When I use a compressor alone to bring up details in the midrange and top (not paralleled) the attack/release setting is what seems to control color somewhat by how much transient edge makes it through to brighten things up or tone it down. Maybe that's something of a corellary to getting a bit of dynamic bounce in an otherwise loose bass with somewhat longer time settings. I never really thought of it that way before because it seems like an entirely different effect subjectively, with not only different time settings but also less threshold and make-up gain, and often set more sparingly as you mention. It also might have something to do with 'tuning' compressor time settings appropriately for the mid and treble sounds being somewhat more general in nature than tuning for bottom, as snare and cymbal hits are typically more universal in their faster envelope than rhythmic bass and kick interaction.
On the bottom end, it's generally more forgiving. Creating rumbly goo while not optimum, can be acceptable in a "color" type way where as creating a gooey mess in the mid-upper registers sort of sucks. Stylistically one works better than the other even though the net effect is the same.
As far as tightening bass (and adding a touch of color), have you considered phase cancelation during coloration such as via an enhancer/exciter? For example in Ozone, I can select a type of excitement, and the band delay before it feeds it back in thus creating a sort of comb filter. Figure out the correct settings and you can tighten stuff up really well. It's not my favorite approach and I don't use it for that purpose enough to get good at it, but it's quite possible. On the hardware side, the sonosax sx-m2 (among others) can do that as well so it's not a pure synthetic effect. On that note, in Ozone (unlike reality) you can have pre-echo instead of just post-echo with negative delay numbers. Try working in 0.1ms increments (in both directions) to see what it does one day. The same can be said about the stereo spreader. Set it to about 15% for learning purposes and then fiddle with the delay and watch the stereo image swing around, especially in headphones and then again with nearfields (it won't always move the same way depending on what you use). Fun stuff to goof off with, but it only has limited applicability for what we typically see.
So back on topic:
I think the big thing I've found with compression is tuning the detector so that
A) It compresses what I want in a manner that I think is predictable.
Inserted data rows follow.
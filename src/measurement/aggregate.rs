//! Reading aggregation.
//!
//! A reading is N raw samples reduced to one value pair:
//!
//! - scalar meters: parse each sample, then (mean, population standard deviation)
//! - vector meters: convert each (magnitude, phase) sample to a phasor and average the phasors
//!
//! A sample that never arrives (bus fault) is an error. A sample that arrives but is not a
//! number is recovered here according to [`SampleParsePolicy`] and logged.

use anyhow::Result;
use num_complex::Complex64;
use serde::{Deserialize, Serialize};
use thiserror::Error;

use crate::hardware::capabilities::{
    PhasorSample, RawSample, ScalarMeterAdapter, VectorMeterAdapter,
};

/// What to do with a sample that does not parse as a number.
#[derive(Debug, Clone, Copy, Default, PartialEq, Eq, Serialize, Deserialize)]
#[serde(rename_all = "snake_case")]
pub enum SampleParsePolicy {
    /// Count the sample as 0.0 and keep N slots.
    #[default]
    SubstituteZero,
    /// Drop the sample and aggregate over the rest.
    Discard,
}

#[derive(Debug, Clone, Error, PartialEq)]
#[error("unparsable meter sample {text:?}")]
pub struct SampleParseError {
    pub text: String,
}

/// Parse one raw sample. Non-finite values count as unparsable.
pub fn parse_sample(raw: &RawSample) -> Result<f64, SampleParseError> {
    let value = match raw {
        RawSample::Value(v) => Some(*v),
        RawSample::Text(text) => text.trim().parse::<f64>().ok(),
    };
    match value {
        Some(v) if v.is_finite() => Ok(v),
        _ => Err(SampleParseError {
            text: match raw {
                RawSample::Value(v) => v.to_string(),
                RawSample::Text(text) => text.clone(),
            },
        }),
    }
}

/// Mean and population standard deviation of one scalar reading.
#[derive(Debug, Clone, Copy, Default, PartialEq, Serialize)]
pub struct ScalarReading {
    pub mean: f64,
    pub std: f64,
}

pub fn reduce_scalar(samples: &[RawSample], policy: SampleParsePolicy) -> ScalarReading {
    let mut values = Vec::with_capacity(samples.len());
    for raw in samples {
        match parse_sample(raw) {
            Ok(v) => values.push(v),
            Err(err) => {
                tracing::warn!(error = %err, ?policy, "Recovered bad meter sample");
                if policy == SampleParsePolicy::SubstituteZero {
                    values.push(0.0);
                }
            }
        }
    }
    if values.is_empty() {
        return ScalarReading::default();
    }
    let n = values.len() as f64;
    let mean = values.iter().sum::<f64>() / n;
    let variance = values.iter().map(|v| (v - mean).powi(2)).sum::<f64>() / n;
    ScalarReading {
        mean,
        std: variance.sqrt(),
    }
}

/// Magnitude and phase (degrees) of the averaged phasor.
#[derive(Debug, Clone, Copy, Default, PartialEq, Serialize)]
pub struct VectorReading {
    pub magnitude: f64,
    pub phase_deg: f64,
}

pub fn reduce_phasors(samples: &[PhasorSample]) -> VectorReading {
    if samples.is_empty() {
        return VectorReading::default();
    }
    let sum: Complex64 = samples
        .iter()
        .map(|s| Complex64::from_polar(s.magnitude, s.phase_deg.to_radians()))
        .sum();
    let mean = sum / samples.len() as f64;
    VectorReading {
        magnitude: mean.norm(),
        phase_deg: mean.arg().to_degrees(),
    }
}

/// Takes N samples from a scalar meter per reading.
#[derive(Debug, Clone, Copy)]
pub struct ScalarAggregator {
    pub nrdgs: usize,
    pub policy: SampleParsePolicy,
}

impl ScalarAggregator {
    pub fn new(nrdgs: usize, policy: SampleParsePolicy) -> Self {
        Self { nrdgs, policy }
    }

    pub async fn read(&self, meter: &mut dyn ScalarMeterAdapter) -> Result<ScalarReading> {
        let mut samples = Vec::with_capacity(self.nrdgs);
        for _ in 0..self.nrdgs {
            samples.push(meter.sample_one().await?);
        }
        Ok(reduce_scalar(&samples, self.policy))
    }
}

/// Takes N phasor samples from a vector meter per reading.
#[derive(Debug, Clone, Copy)]
pub struct VectorAggregator {
    pub nrdgs: usize,
}

impl VectorAggregator {
    pub fn new(nrdgs: usize) -> Self {
        Self { nrdgs }
    }

    pub async fn read(&self, meter: &mut dyn VectorMeterAdapter) -> Result<VectorReading> {
        let mut samples = Vec::with_capacity(self.nrdgs);
        for _ in 0..self.nrdgs {
            samples.push(meter.sample_one().await?);
        }
        Ok(reduce_phasors(&samples))
    }
}

/// Detector reading with the source off.
#[derive(Debug, Clone, Copy, PartialEq, Serialize)]
pub struct ZeroOffset {
    pub value: f64,
    pub std: f64,
}

impl ZeroOffset {
    pub fn from_reading(reading: ScalarReading) -> Self {
        Self {
            value: reading.mean,
            std: reading.std,
        }
    }

    /// Remove the offset in quadrature. Readings below the offset record as 0.0.
    pub fn apply(&self, reading: f64) -> f64 {
        (reading * reading - self.value * self.value).max(0.0).sqrt()
    }
}
fn point_site(point: &ScanPoint) -> MeasurementSite {
    MeasurementSite {
        phase: RunPhase::Scanning,
        point_index: Some(point.index),
        azimuth: Some(point.azimuth),
        elevation: point.elevation,
        frequency_ghz: None,
    }
}

/// Multimeter when present, else the Fluke.
fn scalar_meter<'d>(
    multimeter: &'d mut Option<Box<dyn ScalarMeterAdapter>>,
    fluke: &'d mut Option<Box<dyn ScalarMeterAdapter>>,
) -> AppResult<&'d mut (dyn ScalarMeterAdapter + 'static)> {
    match multimeter {
        Some(meter) => Ok(meter.as_mut()),
        None => required(fluke, Device::Fluke),
    }
}

async fn move_and_settle(
    motion: &mut dyn MotionAdapter,
    axis: Axis,
    target: f64,
    velocity: f64,
    guard: Duration,
) -> anyhow::Result<()> {
    let wait = settle_time(motion.position(axis), target, velocity, guard);
    motion.move_to(axis, target, velocity).await?;
    tracing::debug!(%axis, target, velocity, wait_s = wait.as_secs_f64(), "Waiting for stage");
    sleep(wait).await;
    Ok(())
}

async fn home_axes(devices: &mut DeviceSet, raster: bool, phase: RunPhase) -> AppResult<()> {
    let motion = required(&mut devices.motion, Device::Stage)?;
    let site = MeasurementSite::phase(phase);
    motion.home(Axis::Azimuth).await.map_err(fault(&site))?;
    if raster {
        motion.home(Axis::Elevation).await.map_err(fault(&site))?;
    }
    Ok(())
}

async fn return_home_best_effort(devices: &mut DeviceSet, raster: bool) {
    let Some(motion) = devices.motion.as_deref_mut() else {
        return;
    };
    let axes: &[Axis] = if raster {
        &[Axis::Azimuth, Axis::Elevation]
    } else {
        &[Axis::Azimuth]
    };
    for &axis in axes {
        match motion.home(axis).await {
            Ok(()) => tracing::info!(%axis, "Returned home after fault"),
            Err(err) => tracing::warn!(%axis, error = %err, "Best-effort return home failed"),
        }
    }
}
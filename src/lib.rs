//! Core library for the beammap application.
//!
//! Drives a rotary stage, a signal source and a detector through an antenna beam-pattern
//! measurement and writes a self-describing data file. Instruments are reached only through
//! the capability traits in [`hardware::capabilities`], opened by a
//! [`hardware::DeviceProvider`]; the bundled [`hardware::SimulatedBench`] implements every role.
//!
//! The usual entry point is [`map::run_map`].

pub mod config;
pub mod data;
pub mod error;
pub mod hardware;
pub mod map;
pub mod measurement;
pub mod metadata;
pub mod scan;

pub use config::Settings;
pub use error::{AppResult, BeammapError};
pub use map::{go_home, record_zero_offsets, run_map, RunRequest, RunSummary};
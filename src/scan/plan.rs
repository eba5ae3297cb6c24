//! Position and frequency plans, built once at run start.

use crate::error::{AppResult, BeammapError};

/// Relative tolerance (in units of `step`) for deciding a point already sits on `stop`.
const STOP_SNAP: f64 = 1e-9;

/// Largest number of positions accepted for one axis.
pub const MAX_POINTS_PER_AXIS: usize = 1_000_000;

/// Ordered stage positions in degrees.
///
/// Generated from `{start, stop, step}`: `start, start + step, ...` with the final point
/// clamped to `stop` when the step does not divide the span evenly. Positions are strictly
/// monotonic in the sign of `step`, never repeat, and never pass `stop`.
#[derive(Debug, Clone, PartialEq)]
pub struct ScanPlan {
    positions: Vec<f64>,
}

impl ScanPlan {
    pub fn new(start: f64, stop: f64, step: f64) -> AppResult<Self> {
        if !start.is_finite() || !stop.is_finite() {
            return Err(BeammapError::Configuration(format!(
                "Scan bounds must be finite (start {}, stop {})",
                start, stop
            )));
        }
        if !step.is_finite() || step == 0.0 {
            return Err(BeammapError::Configuration(format!(
                "Scan step must be non-zero, got {}",
                step
            )));
        }
        let span = stop - start;
        if span != 0.0 && span.signum() != step.signum() {
            return Err(BeammapError::Configuration(format!(
                "Scan step {} never reaches stop {} from start {}",
                step, stop, start
            )));
        }

        let steps = (span / step + STOP_SNAP).floor();
        if !steps.is_finite() || steps >= MAX_POINTS_PER_AXIS as f64 {
            return Err(BeammapError::Configuration(format!(
                "Scan step {} from {} to {} exceeds {} points per axis",
                step, start, stop, MAX_POINTS_PER_AXIS
            )));
        }

        // Index-based so rounding never accumulates across a long cut.
        let whole_steps = steps as usize;
        let mut positions: Vec<f64> = (0..=whole_steps)
            .map(|i| start + i as f64 * step)
            .collect();

        let tolerance = step.abs() * STOP_SNAP;
        if let Some(last) = positions.last_mut() {
            if (*last - stop).abs() <= tolerance || (*last - stop).signum() == step.signum() {
                *last = stop;
            }
        }
        if positions.last().copied() != Some(stop) {
            positions.push(stop);
        }

        Ok(Self { positions })
    }

    pub fn positions(&self) -> &[f64] {
        &self.positions
    }

    pub fn len(&self) -> usize {
        self.positions.len()
    }

    pub fn is_empty(&self) -> bool {
        self.positions.is_empty()
    }

}

/// One output row's worth of stage position.
#[derive(Debug, Clone, Copy, PartialEq)]
pub struct ScanPoint {
    /// Row index in scan order.
    pub index: usize,
    pub azimuth: f64,
    pub elevation: Option<f64>,
}

/// The azimuth plan, optionally rastered over an elevation plan (elevation outer).
#[derive(Debug, Clone, PartialEq)]
pub struct ScanGrid {
    azimuth: ScanPlan,
    elevation: Option<ScanPlan>,
}

impl ScanGrid {
    pub fn new(azimuth: ScanPlan, elevation: Option<ScanPlan>) -> Self {
        Self { azimuth, elevation }
    }

    pub fn azimuth(&self) -> &ScanPlan {
        &self.azimuth
    }

    pub fn is_raster(&self) -> bool {
        self.elevation.is_some()
    }

    pub fn len(&self) -> usize {
        self.azimuth.len() * self.elevation.as_ref().map_or(1, ScanPlan::len)
    }

    pub fn is_empty(&self) -> bool {
        self.len() == 0
    }

    /// Grid points in scan order.
    pub fn points(&self) -> Vec<ScanPoint> {
        let rows: Vec<Option<f64>> = match &self.elevation {
            Some(plan) => plan.positions().iter().copied().map(Some).collect(),
            None => vec![None],
        };
        rows.into_iter()
            .flat_map(|elevation| {
                self.azimuth
                    .positions()
                    .iter()
                    .map(move |&azimuth| (azimuth, elevation))
            })
            .enumerate()
            .map(|(index, (azimuth, elevation))| ScanPoint {
                index,
                azimuth,
                elevation,
            })
            .collect()
    }
}

/// Non-empty frequency list, held in GHz and converted to Hz at the source boundary.
#[derive(Debug, Clone, PartialEq)]
pub struct FrequencyList {
    ghz: Vec<f64>,
}

impl FrequencyList {
    pub fn from_ghz(values: &[f64]) -> AppResult<Self> {
        if values.is_empty() {
            return Err(BeammapError::Configuration(
                "Frequency list is empty".to_string(),
            ));
        }
        if let Some(bad) = values.iter().find(|f| !f.is_finite() || **f <= 0.0) {
            return Err(BeammapError::Configuration(format!(
                "Frequency {} GHz is not a positive number",
                bad
            )));
        }
        Ok(Self {
            ghz: values.to_vec(),
        })
    }

    pub fn ghz(&self) -> &[f64] {
        &self.ghz
    }

    pub fn hz(&self) -> Vec<f64> {
        self.ghz.iter().map(|f| f * 1e9).collect()
    }

    pub fn len(&self) -> usize {
        self.ghz.len()
    }

    pub fn is_empty(&self) -> bool {
        self.ghz.is_empty()
    }
}
//! Turning raw meter samples into recorded values.

pub mod aggregate;
pub mod leveling;

pub use aggregate::{
    ScalarAggregator, ScalarReading, SampleParsePolicy, VectorAggregator, VectorReading,
    ZeroOffset,
};
pub use leveling::PowerLeveler;
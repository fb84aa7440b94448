//! Normalisation of hand-entered employees and leaders (form page, CLI text).

use serde::Deserialize;
use thiserror::Error;

use crate::grouping::Employee;

/// An employee row as typed into a form, before names are cleaned up.
#[derive(Debug, Clone, PartialEq, Eq, Deserialize)]
pub struct EmployeeEntry {
    pub name: String,
    #[serde(default)]
    pub salary: u64,
}

#[derive(Debug, Clone, PartialEq, Eq, Error)]
pub enum EntryError {
    #[error("line {line}: expected 'name,salary', got '{text}'")]
    Malformed { line: usize, text: String },
    #[error("line {line}: salary '{value}' is not a non-negative whole number")]
    InvalidSalary { line: usize, value: String },
}

/// Trim names and drop rows whose name is blank, keeping order.
pub fn normalize_entries(entries: Vec<EmployeeEntry>) -> Vec<Employee> {
    entries
        .into_iter()
        .filter_map(|entry| {
            let name = entry.name.trim();
            (!name.is_empty()).then(|| Employee::new(name, entry.salary))
        })
        .collect()
}

/// One leader name per line; surrounding whitespace and empty lines are ignored.
pub fn parse_leader_lines(text: &str) -> Vec<String> {
    text.lines()
        .map(str::trim)
        .filter(|line| !line.is_empty())
        .map(str::to_string)
        .collect()
}

/// Parse `name,salary` lines. The salary is split off at the last comma so
/// names may contain commas. Blank lines are skipped, as are lines with a
/// blank name.
pub fn parse_employee_lines(text: &str) -> Result<Vec<Employee>, EntryError> {
    let mut employees = Vec::new();
    for (index, raw) in text.lines().enumerate() {
        let line = raw.trim();
        if line.is_empty() {
            continue;
        }
        let Some((name, salary)) = line.rsplit_once(',') else {
            return Err(EntryError::Malformed {
                line: index + 1,
                text: line.to_string(),
            });
        };
        let salary = salary.trim();
        let salary = salary.parse::<u64>().map_err(|_| EntryError::InvalidSalary {
            line: index + 1,
            value: salary.to_string(),
        })?;
        let name = name.trim();
        if name.is_empty() {
            continue;
        }
        employees.push(Employee::new(name, salary));
    }
    Ok(employees)
}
B) It doesn't trigger when I'm not asking it to due to material outside of my target range.
C) In the process of doing A, it doesn't trash the material that is present in B.
As an example:
sample-post_prod.16bit.flac
http://fyels.com/8Rn - 38.04 MB
sample-original.24bit.flac
http://fyels.com/HRn - 56.68 MB
(compression,
among other things used in the sample):
a fast attack FET-style compressor (from Softube)
- ~0.05ms attack, ~7ms release, 2ms lookahead
- detector adjustments:
LPF at 8khz, HPF at 300hz- parallel comp/injection: 25%, maybe 15%.
- compression ratio: 2.5:1
Kick drum compression (Izotope):
-
0.1ms, 20ms release, 3:1, soft knee.-
80% wet mix under 200hz, 60% (and dropping) at 250hz. See screenshot below
Yes it's an in your face mix but thats partially the nature of the band and compromises for a consistent effect throughout the show. It's not flawless by any means, but it's an example of how you can use 2 compressors, even one that isn't specifically multi-band, in such a way that they compliment each other (and it's the only example I had handy). Had I used just the first one, it would fluctuate more and I ended up trying to EQ things only to create holes when the bottom end wasn't prevalent. It needed to be fattened via compression more so than EQ. (To truly evaluate them, knock the 16 bit sample down by 15.3db, that should match the RMS of the left channels.)
As always, ymmv, that's just what I get out of it.
edit: Now that it's not the late evening or early morning, I realize it would probably be beneficial to have an intermediary (third) sample with one compressor and not the other... If I remember that tonight I'll try and dig it out and turn off that second comp.